Saved data entries:
####

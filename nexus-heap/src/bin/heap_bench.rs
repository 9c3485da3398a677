//! Console driver for the heap benchmark.
//!
//! Run with:
//!   cargo run --release --bin heap_bench -- --sizes 100 1000 10000 --output results.csv
//!
//! Without `--sizes` the sizes and output path are read interactively from
//! stdin. Result lines go to stdout; logs go to stderr (`RUST_LOG=info`).

use std::io::{self, BufRead, Write};
use std::path::PathBuf;

use anyhow::{Context, Result};
use clap::Parser;
use nexus_heap::MetricsCollector;
use nexus_heap::runner::{self, DEFAULT_SEED};
use tracing_subscriber::EnvFilter;

#[derive(Parser)]
#[command(name = "heap_bench", about = "Instrumented min-heap benchmark", version)]
struct Cli {
    /// Input sizes to run. Prompted for when omitted.
    ///
    /// Tokens that are not sizes (including negatives) are skipped.
    #[arg(long, num_args = 1.., allow_hyphen_values = true)]
    sizes: Option<Vec<String>>,

    /// CSV file to append results to.
    #[arg(long)]
    output: Option<PathBuf>,

    /// Seed for input generation.
    #[arg(long, default_value_t = DEFAULT_SEED)]
    seed: u64,

    /// Print the CSV column names before the results.
    #[arg(long)]
    header: bool,
}

fn prompt(stdin: &mut impl BufRead, stdout: &mut impl Write, message: &str) -> Result<String> {
    writeln!(stdout, "{message}")?;
    stdout.flush()?;
    let mut line = String::new();
    stdin.read_line(&mut line).context("failed to read stdin")?;
    Ok(line.trim().to_owned())
}

fn main() {
    if let Err(err) = run() {
        eprintln!("{err:#}");
        std::process::exit(1);
    }
}

fn run() -> Result<()> {
    tracing_subscriber::fmt()
        .with_env_filter(
            EnvFilter::try_from_default_env().unwrap_or_else(|_| EnvFilter::new("warn")),
        )
        .with_writer(io::stderr)
        .init();

    let cli = Cli::parse();
    let stdout = io::stdout();
    let mut out = stdout.lock();

    let (sizes, output) = match cli.sizes {
        Some(sizes) => (sizes, cli.output),
        None => {
            let mut input = io::stdin().lock();
            let sizes = prompt(
                &mut input,
                &mut out,
                "Enter sizes separated by spaces (e.g. 100 1000 10000):",
            )?;
            let output = match cli.output {
                Some(path) => Some(path),
                None => {
                    let path = prompt(
                        &mut input,
                        &mut out,
                        "Enter output CSV file path or leave empty:",
                    )?;
                    (!path.is_empty()).then(|| PathBuf::from(path))
                }
            };
            (vec![sizes], output)
        }
    };

    if cli.header {
        writeln!(out, "# n elapsed(us) metrics={}", MetricsCollector::CSV_HEADER)?;
    }

    runner::run(&sizes, output.as_deref(), cli.seed, &mut out)
        .context("failed to write results")?;
    Ok(())
}
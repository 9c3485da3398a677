//! Operation counters for instrumented data structures.
//!
//! A [`MetricsCollector`] is a bundle of five counters that a heap bumps as
//! it works. Collectors are shared through `Rc`, so several heaps can report
//! into the same bundle:
//!
//! ```
//! use nexus_heap::{MetricsCollector, MinHeap};
//! use std::rc::Rc;
//!
//! let metrics = Rc::new(MetricsCollector::new());
//! let mut a: MinHeap<u32> = MinHeap::with_config(16, true, Some(Rc::clone(&metrics)));
//! let mut b: MinHeap<u32> = MinHeap::with_config(16, true, Some(Rc::clone(&metrics)));
//!
//! a.insert(3);
//! b.insert(1);
//! a.merge(b);
//!
//! assert_eq!(metrics.allocations(), 2);
//! assert!(metrics.array_accesses() > 0);
//! ```
//!
//! Counters use `Cell`, which makes the collector `!Sync`. Sharing across
//! threads needs an outer lock, same as the heaps that write into it.

use std::cell::Cell;
use std::fmt;

/// Mutable bundle of algorithmic cost counters.
///
/// Increments take `&self`. Counters only move up, except through
/// [`reset`](Self::reset). Amounts are unsigned so a negative increment
/// cannot be expressed; increments saturate at `u64::MAX`.
#[derive(Debug, Default)]
pub struct MetricsCollector {
    comparisons: Cell<u64>,
    swaps: Cell<u64>,
    array_accesses: Cell<u64>,
    allocations: Cell<u64>,
    recursive_calls: Cell<u64>,
}

#[inline]
fn bump(counter: &Cell<u64>, amount: u64) {
    counter.set(counter.get().saturating_add(amount));
}

impl MetricsCollector {
    /// Column names matching [`csv_row`](Self::csv_row), in order.
    pub const CSV_HEADER: &'static str =
        "comparisons,swaps,arrayAccesses,allocations,recursiveCalls";

    /// Creates a collector with all counters at zero.
    pub const fn new() -> Self {
        Self {
            comparisons: Cell::new(0),
            swaps: Cell::new(0),
            array_accesses: Cell::new(0),
            allocations: Cell::new(0),
            recursive_calls: Cell::new(0),
        }
    }

    /// Adds `amount` to the comparison counter.
    #[inline]
    pub fn inc_comparisons(&self, amount: u64) {
        bump(&self.comparisons, amount);
    }

    /// Adds `amount` to the swap counter.
    #[inline]
    pub fn inc_swaps(&self, amount: u64) {
        bump(&self.swaps, amount);
    }

    /// Adds `amount` to the array access counter.
    #[inline]
    pub fn inc_array_accesses(&self, amount: u64) {
        bump(&self.array_accesses, amount);
    }

    /// Adds `amount` to the allocation counter.
    #[inline]
    pub fn inc_allocations(&self, amount: u64) {
        bump(&self.allocations, amount);
    }

    /// Adds `amount` to the recursive call counter.
    ///
    /// The heap itself is iterative and never touches this counter.
    #[inline]
    pub fn inc_recursive_calls(&self, amount: u64) {
        bump(&self.recursive_calls, amount);
    }

    /// Number of element comparisons recorded.
    #[inline]
    pub fn comparisons(&self) -> u64 {
        self.comparisons.get()
    }

    /// Number of element swaps recorded.
    #[inline]
    pub fn swaps(&self) -> u64 {
        self.swaps.get()
    }

    /// Number of storage reads and writes recorded.
    #[inline]
    pub fn array_accesses(&self) -> u64 {
        self.array_accesses.get()
    }

    /// Number of storage allocations recorded.
    #[inline]
    pub fn allocations(&self) -> u64 {
        self.allocations.get()
    }

    /// Number of recursive calls recorded.
    #[inline]
    pub fn recursive_calls(&self) -> u64 {
        self.recursive_calls.get()
    }

    /// Zeroes all five counters.
    pub fn reset(&self) {
        self.comparisons.set(0);
        self.swaps.set(0);
        self.array_accesses.set(0);
        self.allocations.set(0);
        self.recursive_calls.set(0);
    }

    /// Returns a point-in-time copy of the counters.
    pub fn snapshot(&self) -> MetricsSnapshot {
        MetricsSnapshot {
            comparisons: self.comparisons(),
            swaps: self.swaps(),
            array_accesses: self.array_accesses(),
            allocations: self.allocations(),
            recursive_calls: self.recursive_calls(),
        }
    }

    /// Returns [`CSV_HEADER`](Self::CSV_HEADER).
    pub fn csv_header(&self) -> &'static str {
        Self::CSV_HEADER
    }

    /// Current counter values as a comma-joined row.
    pub fn csv_row(&self) -> String {
        self.snapshot().csv_row()
    }
}

/// Frozen copy of a [`MetricsCollector`].
///
/// `Display` renders the same row as [`csv_row`](Self::csv_row).
#[derive(Debug, Clone, Copy, Default, PartialEq, Eq)]
pub struct MetricsSnapshot {
    /// Element comparisons.
    pub comparisons: u64,
    /// Element swaps.
    pub swaps: u64,
    /// Storage reads and writes.
    pub array_accesses: u64,
    /// Storage allocations.
    pub allocations: u64,
    /// Recursive calls.
    pub recursive_calls: u64,
}

impl MetricsSnapshot {
    /// Counter values as `comparisons,swaps,arrayAccesses,allocations,recursiveCalls`.
    pub fn csv_row(&self) -> String {
        self.to_string()
    }

    /// Work recorded between `earlier` and `self`.
    ///
    /// Useful on a shared collector, where absolute values mix the work of
    /// several heaps. Saturates at zero if the collector was reset in between.
    pub fn delta(&self, earlier: &MetricsSnapshot) -> MetricsSnapshot {
        MetricsSnapshot {
            comparisons: self.comparisons.saturating_sub(earlier.comparisons),
            swaps: self.swaps.saturating_sub(earlier.swaps),
            array_accesses: self.array_accesses.saturating_sub(earlier.array_accesses),
            allocations: self.allocations.saturating_sub(earlier.allocations),
            recursive_calls: self.recursive_calls.saturating_sub(earlier.recursive_calls),
        }
    }

    /// Returns `true` if every counter in `self` is at least the one in `earlier`.
    pub fn dominates(&self, earlier: &MetricsSnapshot) -> bool {
        self.comparisons >= earlier.comparisons
            && self.swaps >= earlier.swaps
            && self.array_accesses >= earlier.array_accesses
            && self.allocations >= earlier.allocations
            && self.recursive_calls >= earlier.recursive_calls
    }
}

impl fmt::Display for MetricsSnapshot {
    fn fmt(&self, f: &mut fmt::Formatter<'_>) -> fmt::Result {
        write!(
            f,
            "{},{},{},{},{}",
            self.comparisons,
            self.swaps,
            self.array_accesses,
            self.allocations,
            self.recursive_calls
        )
    }
}

#[cfg(test)]
mod tests {
    use super::*;

    #[test]
    fn new_is_zeroed() {
        let m = MetricsCollector::new();
        assert_eq!(m.snapshot(), MetricsSnapshot::default());
        assert_eq!(m.csv_row(), "0,0,0,0,0");
    }

    #[test]
    fn increments_are_independent() {
        let m = MetricsCollector::new();
        m.inc_comparisons(1);
        m.inc_swaps(2);
        m.inc_array_accesses(3);
        m.inc_allocations(4);
        m.inc_recursive_calls(5);

        assert_eq!(m.comparisons(), 1);
        assert_eq!(m.swaps(), 2);
        assert_eq!(m.array_accesses(), 3);
        assert_eq!(m.allocations(), 4);
        assert_eq!(m.recursive_calls(), 5);
        assert_eq!(m.csv_row(), "1,2,3,4,5");
    }

    #[test]
    fn reset_zeroes_everything() {
        let m = MetricsCollector::new();
        m.inc_comparisons(10);
        m.inc_array_accesses(30);
        m.inc_recursive_calls(1);
        m.reset();
        assert_eq!(m.csv_row(), "0,0,0,0,0");
    }

    #[test]
    fn header_matches_row_arity() {
        let m = MetricsCollector::new();
        assert_eq!(m.csv_header(), MetricsCollector::CSV_HEADER);
        assert_eq!(
            m.csv_header().split(',').count(),
            m.csv_row().split(',').count()
        );
        assert_eq!(
            m.csv_header(),
            "comparisons,swaps,arrayAccesses,allocations,recursiveCalls"
        );
    }

    #[test]
    fn increments_saturate() {
        let m = MetricsCollector::new();
        m.inc_swaps(u64::MAX);
        m.inc_swaps(1);
        assert_eq!(m.swaps(), u64::MAX);
    }

    #[test]
    fn delta_between_snapshots() {
        let m = MetricsCollector::new();
        m.inc_comparisons(5);
        let before = m.snapshot();
        m.inc_comparisons(3);
        m.inc_allocations(1);
        let after = m.snapshot();

        let d = after.delta(&before);
        assert_eq!(d.comparisons, 3);
        assert_eq!(d.allocations, 1);
        assert_eq!(d.swaps, 0);
        assert!(after.dominates(&before));
        assert!(!before.dominates(&after));
    }

    #[test]
    fn delta_after_reset_saturates() {
        let m = MetricsCollector::new();
        m.inc_array_accesses(9);
        let before = m.snapshot();
        m.reset();
        assert_eq!(m.snapshot().delta(&before).array_accesses, 0);
    }

    #[test]
    fn display_is_csv_row() {
        let s = MetricsSnapshot {
            comparisons: 7,
            swaps: 6,
            array_accesses: 5,
            allocations: 4,
            recursive_calls: 3,
        };
        assert_eq!(s.to_string(), "7,6,5,4,3");
        assert_eq!(s.csv_row(), "7,6,5,4,3");
    }
}
//! Error types for heap operations.

use thiserror::Error;

/// Failure returned by a [`MinHeap`](crate::MinHeap) operation.
///
/// Every fallible operation validates its arguments before touching the
/// heap, so an `Err` always leaves the heap exactly as it was.
#[derive(Debug, Clone, Copy, PartialEq, Eq, Error)]
pub enum HeapError {
    /// `peek` or `extract_min` was called on a heap with no elements.
    #[error("heap is empty")]
    EmptyStructure,

    /// An argument was rejected.
    #[error("invalid argument: {reason}")]
    InvalidArgument {
        /// Why the argument was rejected.
        reason: &'static str,
    },

    /// A positional index fell outside `[0, len)`.
    #[error("index {index} out of range for heap of length {len}")]
    IndexOutOfRange {
        /// The index that was passed.
        index: usize,
        /// Logical length of the heap at the time of the call.
        len: usize,
    },
}

#[cfg(test)]
mod tests {
    use super::*;

    #[test]
    fn display_messages() {
        assert_eq!(HeapError::EmptyStructure.to_string(), "heap is empty");
        assert_eq!(
            HeapError::InvalidArgument {
                reason: "new value greater than current"
            }
            .to_string(),
            "invalid argument: new value greater than current"
        );
        assert_eq!(
            HeapError::IndexOutOfRange { index: 7, len: 3 }.to_string(),
            "index 7 out of range for heap of length 3"
        );
    }
}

####

> Exercise instructions
Reproduce every line above that contains the string "bundle".

> Task output
//! A [`MetricsCollector`] is a bundle of five counters that a heap bumps as
//! into the same bundle:
/// Mutable bundle of algorithmic cost counters.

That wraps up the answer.